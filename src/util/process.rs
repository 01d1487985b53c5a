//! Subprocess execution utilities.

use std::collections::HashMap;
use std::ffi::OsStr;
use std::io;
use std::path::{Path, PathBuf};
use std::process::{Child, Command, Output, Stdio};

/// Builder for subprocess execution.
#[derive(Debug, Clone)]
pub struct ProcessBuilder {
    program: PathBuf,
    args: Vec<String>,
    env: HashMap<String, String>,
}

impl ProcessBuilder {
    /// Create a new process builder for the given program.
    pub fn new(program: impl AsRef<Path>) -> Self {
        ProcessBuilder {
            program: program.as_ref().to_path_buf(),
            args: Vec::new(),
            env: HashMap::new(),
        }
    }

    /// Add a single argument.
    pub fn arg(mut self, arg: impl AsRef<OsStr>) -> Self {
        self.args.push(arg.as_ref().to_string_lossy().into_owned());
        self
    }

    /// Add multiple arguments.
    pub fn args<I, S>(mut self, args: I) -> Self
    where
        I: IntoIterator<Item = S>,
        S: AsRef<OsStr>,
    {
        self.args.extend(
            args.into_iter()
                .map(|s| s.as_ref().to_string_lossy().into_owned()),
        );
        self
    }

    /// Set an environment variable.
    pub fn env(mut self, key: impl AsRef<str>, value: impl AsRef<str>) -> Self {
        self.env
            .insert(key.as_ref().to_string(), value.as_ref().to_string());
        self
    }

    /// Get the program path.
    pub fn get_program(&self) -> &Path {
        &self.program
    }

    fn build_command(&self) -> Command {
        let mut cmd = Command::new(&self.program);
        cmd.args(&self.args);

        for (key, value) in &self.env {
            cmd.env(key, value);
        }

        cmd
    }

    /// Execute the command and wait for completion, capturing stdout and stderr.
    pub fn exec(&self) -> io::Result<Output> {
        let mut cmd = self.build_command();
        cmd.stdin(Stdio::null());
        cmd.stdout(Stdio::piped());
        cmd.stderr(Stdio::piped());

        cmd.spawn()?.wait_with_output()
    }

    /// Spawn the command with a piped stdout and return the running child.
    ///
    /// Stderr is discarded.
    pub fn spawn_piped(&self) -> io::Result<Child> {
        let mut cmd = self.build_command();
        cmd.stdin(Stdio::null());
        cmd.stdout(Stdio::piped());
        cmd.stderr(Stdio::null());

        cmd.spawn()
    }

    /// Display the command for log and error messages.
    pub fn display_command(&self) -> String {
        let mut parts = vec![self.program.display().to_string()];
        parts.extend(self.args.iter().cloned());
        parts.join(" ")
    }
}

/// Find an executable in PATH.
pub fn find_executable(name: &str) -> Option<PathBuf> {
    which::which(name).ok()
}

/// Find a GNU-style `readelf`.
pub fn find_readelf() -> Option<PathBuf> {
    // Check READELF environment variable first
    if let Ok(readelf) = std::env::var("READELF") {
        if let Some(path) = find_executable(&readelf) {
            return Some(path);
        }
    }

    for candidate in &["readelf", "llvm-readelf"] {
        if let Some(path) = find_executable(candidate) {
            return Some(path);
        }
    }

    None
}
○ ○ ○ ○ ○
Every line holding the word "PathBuf" should be copied out of the material.

EXPECTED ANSWER —
use std::path::{Path, PathBuf};
    program: PathBuf,
pub fn find_executable(name: &str) -> Option<PathBuf> {
pub fn find_readelf() -> Option<PathBuf> {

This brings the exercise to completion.